-------- Supplied material --------

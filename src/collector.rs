use std::collections::BTreeSet;

use rayon::prelude::*;

use crate::volume::{LabelSlice, LabelVolume};

/// One slice's voxel buffer together with the set of segment indices that
/// appear in it. Source-order indexing is preserved for later reindexing.
#[derive(Clone, Debug)]
pub struct PerSliceSegments<'a> {
    pub segments_present: BTreeSet<u16>,
    pub slice: &'a LabelSlice,
}

/// Scan every slice of the volume once, recording which segments are
/// present. Slices are scanned in parallel; the result stays in source
/// order.
pub fn collect(volume: &LabelVolume) -> Vec<PerSliceSegments<'_>> {
    volume
        .slices()
        .par_iter()
        .map(|slice| {
            let mut segments_present = BTreeSet::new();
            for &voxel in slice.voxels() {
                if voxel != 0 {
                    segments_present.insert(voxel);
                }
            }
            PerSliceSegments {
                segments_present,
                slice,
            }
        })
        .collect()
}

--------

**What you need to do**
Please output each entry above exactly, leaving nothing out.

**Written answer**
filename src/collector.rs
use std::collections::BTreeSet;

use rayon::prelude::*;

use crate::volume::{LabelSlice, LabelVolume};

/// One slice's voxel buffer together with the set of segment indices that
/// appear in it. Source-order indexing is preserved for later reindexing.
#[derive(Clone, Debug)]
pub struct PerSliceSegments<'a> {
    pub segments_present: BTreeSet<u16>,
    pub slice: &'a LabelSlice,
}

/// Scan every slice of the volume once, recording which segments are
/// present. Slices are scanned in parallel; the result stays in source
/// order.
pub fn collect(volume: &LabelVolume) -> Vec<PerSliceSegments<'_>> {
    volume
        .slices()
        .par_iter()
        .map(|slice| {
            let mut segments_present = BTreeSet::new();
            for &voxel in slice.voxels() {
                if voxel != 0 {
                    segments_present.insert(voxel);
                }
            }
            PerSliceSegments {
                segments_present,
                slice,
            }
        })
        .collect()
}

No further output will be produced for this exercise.